--- TASK DESCRIPTION ---
Check which lines of the entries that follow hold "Some", then give the number of those lines and nothing more.

--- MATERIAL FOR THE TASK ---
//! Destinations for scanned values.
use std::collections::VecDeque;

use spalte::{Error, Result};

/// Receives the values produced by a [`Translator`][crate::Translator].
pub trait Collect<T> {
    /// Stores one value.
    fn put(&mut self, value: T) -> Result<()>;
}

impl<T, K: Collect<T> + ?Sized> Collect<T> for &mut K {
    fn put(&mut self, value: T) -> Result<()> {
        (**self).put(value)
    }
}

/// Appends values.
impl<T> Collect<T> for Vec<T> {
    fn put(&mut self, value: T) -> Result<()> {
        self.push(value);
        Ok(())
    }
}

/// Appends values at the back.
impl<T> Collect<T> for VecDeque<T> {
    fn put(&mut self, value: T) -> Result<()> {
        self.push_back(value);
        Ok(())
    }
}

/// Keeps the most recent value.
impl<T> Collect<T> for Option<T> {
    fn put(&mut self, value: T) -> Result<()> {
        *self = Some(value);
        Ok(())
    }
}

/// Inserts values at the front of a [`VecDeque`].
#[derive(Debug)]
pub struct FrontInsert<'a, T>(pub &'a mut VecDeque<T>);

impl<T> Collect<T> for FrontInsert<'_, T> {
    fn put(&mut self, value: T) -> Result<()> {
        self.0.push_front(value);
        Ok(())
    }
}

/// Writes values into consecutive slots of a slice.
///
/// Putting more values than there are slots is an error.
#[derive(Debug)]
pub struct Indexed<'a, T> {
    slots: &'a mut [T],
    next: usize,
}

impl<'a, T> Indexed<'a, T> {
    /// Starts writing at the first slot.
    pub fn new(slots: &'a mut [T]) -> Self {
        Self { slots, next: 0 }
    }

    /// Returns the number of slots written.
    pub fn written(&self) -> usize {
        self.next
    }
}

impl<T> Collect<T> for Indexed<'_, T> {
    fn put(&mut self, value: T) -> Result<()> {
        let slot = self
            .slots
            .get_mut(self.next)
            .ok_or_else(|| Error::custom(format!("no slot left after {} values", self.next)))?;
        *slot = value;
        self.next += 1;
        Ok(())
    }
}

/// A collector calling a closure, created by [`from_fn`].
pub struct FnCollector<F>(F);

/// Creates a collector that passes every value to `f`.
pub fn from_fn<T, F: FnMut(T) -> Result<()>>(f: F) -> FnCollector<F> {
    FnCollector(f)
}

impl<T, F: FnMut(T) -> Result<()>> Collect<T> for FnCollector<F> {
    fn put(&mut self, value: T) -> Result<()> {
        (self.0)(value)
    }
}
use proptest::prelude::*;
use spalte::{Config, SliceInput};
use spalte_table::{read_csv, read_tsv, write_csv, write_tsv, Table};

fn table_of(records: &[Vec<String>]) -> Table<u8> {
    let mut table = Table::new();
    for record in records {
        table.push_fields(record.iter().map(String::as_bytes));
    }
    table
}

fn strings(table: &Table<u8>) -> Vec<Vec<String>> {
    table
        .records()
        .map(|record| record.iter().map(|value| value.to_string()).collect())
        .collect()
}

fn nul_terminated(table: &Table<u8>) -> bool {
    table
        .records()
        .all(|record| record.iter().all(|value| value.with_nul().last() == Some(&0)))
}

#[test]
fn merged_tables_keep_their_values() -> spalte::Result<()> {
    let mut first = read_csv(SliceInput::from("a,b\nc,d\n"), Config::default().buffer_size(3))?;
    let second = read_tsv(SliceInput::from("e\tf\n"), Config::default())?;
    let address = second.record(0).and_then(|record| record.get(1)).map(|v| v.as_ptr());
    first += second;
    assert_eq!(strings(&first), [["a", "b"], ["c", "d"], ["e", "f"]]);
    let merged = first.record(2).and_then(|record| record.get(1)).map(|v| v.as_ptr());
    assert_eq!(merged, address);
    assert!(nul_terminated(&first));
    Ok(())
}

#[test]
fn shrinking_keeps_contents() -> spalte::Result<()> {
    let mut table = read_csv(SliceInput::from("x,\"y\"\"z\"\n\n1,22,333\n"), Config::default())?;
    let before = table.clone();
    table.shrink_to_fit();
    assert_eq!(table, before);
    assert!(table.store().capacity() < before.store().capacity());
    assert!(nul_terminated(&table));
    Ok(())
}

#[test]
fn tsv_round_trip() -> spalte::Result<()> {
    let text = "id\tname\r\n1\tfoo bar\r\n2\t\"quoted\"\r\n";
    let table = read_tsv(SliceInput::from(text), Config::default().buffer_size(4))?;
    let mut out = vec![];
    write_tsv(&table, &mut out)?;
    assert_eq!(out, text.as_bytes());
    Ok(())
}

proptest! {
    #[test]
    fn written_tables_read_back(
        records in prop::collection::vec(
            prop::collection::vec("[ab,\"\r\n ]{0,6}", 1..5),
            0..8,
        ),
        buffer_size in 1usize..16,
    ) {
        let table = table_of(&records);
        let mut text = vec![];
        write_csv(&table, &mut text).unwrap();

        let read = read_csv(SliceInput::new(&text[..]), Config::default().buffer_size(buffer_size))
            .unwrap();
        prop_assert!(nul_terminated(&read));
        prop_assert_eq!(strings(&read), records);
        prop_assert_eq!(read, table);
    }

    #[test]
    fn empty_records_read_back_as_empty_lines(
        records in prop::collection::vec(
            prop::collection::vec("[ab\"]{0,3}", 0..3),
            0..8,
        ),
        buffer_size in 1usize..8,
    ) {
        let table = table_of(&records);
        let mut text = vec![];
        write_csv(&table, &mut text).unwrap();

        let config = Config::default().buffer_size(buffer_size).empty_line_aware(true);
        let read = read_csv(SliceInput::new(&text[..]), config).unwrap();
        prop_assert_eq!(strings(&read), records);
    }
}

---

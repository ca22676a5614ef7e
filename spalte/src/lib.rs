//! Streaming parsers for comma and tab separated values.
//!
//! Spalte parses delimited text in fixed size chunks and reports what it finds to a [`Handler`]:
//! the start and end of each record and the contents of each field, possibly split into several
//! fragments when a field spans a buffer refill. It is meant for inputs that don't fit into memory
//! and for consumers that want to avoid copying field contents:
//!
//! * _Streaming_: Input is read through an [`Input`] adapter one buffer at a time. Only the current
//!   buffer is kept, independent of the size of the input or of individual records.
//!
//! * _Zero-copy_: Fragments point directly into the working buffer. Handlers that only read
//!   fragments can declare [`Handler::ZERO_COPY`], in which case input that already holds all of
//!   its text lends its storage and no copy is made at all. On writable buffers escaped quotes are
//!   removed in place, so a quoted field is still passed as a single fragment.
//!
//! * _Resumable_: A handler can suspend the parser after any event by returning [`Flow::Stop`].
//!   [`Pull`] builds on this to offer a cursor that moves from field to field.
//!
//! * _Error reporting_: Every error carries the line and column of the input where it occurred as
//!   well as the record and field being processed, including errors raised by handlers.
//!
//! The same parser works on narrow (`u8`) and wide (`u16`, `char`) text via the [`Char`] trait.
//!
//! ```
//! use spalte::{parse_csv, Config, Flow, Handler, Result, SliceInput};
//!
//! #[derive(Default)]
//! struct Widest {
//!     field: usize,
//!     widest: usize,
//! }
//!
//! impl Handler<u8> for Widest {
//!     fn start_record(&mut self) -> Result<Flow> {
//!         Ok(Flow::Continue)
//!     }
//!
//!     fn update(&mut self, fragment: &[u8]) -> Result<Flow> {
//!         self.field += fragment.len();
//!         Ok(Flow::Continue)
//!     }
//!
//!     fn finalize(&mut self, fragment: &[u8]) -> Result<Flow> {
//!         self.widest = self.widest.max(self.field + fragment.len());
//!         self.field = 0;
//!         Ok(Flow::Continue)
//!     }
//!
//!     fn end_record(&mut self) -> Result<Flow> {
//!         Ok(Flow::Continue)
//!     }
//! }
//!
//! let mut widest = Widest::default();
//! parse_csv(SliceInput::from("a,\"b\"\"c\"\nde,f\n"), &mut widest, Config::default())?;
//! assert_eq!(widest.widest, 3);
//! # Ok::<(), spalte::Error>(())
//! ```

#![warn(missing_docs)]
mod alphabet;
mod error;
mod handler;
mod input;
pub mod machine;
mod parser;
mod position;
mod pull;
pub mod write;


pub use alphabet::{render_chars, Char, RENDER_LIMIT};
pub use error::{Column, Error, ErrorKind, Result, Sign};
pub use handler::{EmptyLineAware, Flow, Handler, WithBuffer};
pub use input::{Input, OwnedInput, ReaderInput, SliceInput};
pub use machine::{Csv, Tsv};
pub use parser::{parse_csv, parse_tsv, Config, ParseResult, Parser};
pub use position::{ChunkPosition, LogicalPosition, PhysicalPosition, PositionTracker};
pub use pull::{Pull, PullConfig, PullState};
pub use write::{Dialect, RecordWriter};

...

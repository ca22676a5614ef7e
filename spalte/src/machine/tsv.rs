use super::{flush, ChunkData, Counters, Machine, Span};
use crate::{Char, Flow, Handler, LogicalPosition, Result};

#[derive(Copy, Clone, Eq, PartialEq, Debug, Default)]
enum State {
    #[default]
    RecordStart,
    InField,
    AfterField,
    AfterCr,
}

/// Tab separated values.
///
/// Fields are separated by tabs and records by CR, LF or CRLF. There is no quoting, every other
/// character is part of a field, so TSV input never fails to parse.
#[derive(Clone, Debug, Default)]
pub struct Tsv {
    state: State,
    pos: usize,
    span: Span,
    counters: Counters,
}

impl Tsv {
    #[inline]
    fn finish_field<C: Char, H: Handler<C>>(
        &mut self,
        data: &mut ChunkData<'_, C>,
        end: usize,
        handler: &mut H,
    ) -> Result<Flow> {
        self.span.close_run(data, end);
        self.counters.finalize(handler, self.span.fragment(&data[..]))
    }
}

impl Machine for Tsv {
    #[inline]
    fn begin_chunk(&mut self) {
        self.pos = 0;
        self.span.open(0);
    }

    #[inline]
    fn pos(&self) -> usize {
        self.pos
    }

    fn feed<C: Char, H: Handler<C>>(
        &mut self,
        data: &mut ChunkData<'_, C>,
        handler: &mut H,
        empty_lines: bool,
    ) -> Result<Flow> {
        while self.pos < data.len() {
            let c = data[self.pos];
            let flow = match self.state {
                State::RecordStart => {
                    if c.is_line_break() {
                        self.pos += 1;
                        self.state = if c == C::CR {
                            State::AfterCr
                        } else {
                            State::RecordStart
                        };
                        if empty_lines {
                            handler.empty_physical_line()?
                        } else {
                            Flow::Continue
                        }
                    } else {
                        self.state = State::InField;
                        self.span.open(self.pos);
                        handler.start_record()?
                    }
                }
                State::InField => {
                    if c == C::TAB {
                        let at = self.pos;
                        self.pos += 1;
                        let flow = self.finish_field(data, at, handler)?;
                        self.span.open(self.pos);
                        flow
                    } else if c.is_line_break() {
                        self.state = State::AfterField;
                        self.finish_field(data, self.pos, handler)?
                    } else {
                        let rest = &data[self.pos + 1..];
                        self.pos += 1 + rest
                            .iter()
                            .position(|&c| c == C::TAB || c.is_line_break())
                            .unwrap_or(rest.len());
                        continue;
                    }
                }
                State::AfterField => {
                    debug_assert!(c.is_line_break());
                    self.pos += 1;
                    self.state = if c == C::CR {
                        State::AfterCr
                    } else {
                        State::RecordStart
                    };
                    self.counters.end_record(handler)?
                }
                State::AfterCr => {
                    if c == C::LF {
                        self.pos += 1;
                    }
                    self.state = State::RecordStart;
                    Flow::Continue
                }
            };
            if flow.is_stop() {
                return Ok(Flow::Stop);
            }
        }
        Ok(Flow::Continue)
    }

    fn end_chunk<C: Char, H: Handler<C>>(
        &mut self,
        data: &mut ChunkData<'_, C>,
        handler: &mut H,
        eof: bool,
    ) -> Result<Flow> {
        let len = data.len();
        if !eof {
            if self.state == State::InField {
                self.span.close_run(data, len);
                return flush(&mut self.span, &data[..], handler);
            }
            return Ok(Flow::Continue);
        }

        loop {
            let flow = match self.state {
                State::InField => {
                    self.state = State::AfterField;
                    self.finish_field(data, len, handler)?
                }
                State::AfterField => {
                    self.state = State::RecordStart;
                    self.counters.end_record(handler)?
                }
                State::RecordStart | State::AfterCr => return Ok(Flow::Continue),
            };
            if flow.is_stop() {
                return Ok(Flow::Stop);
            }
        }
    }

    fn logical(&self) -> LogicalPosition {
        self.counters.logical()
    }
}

--- TASK RESULT ---
2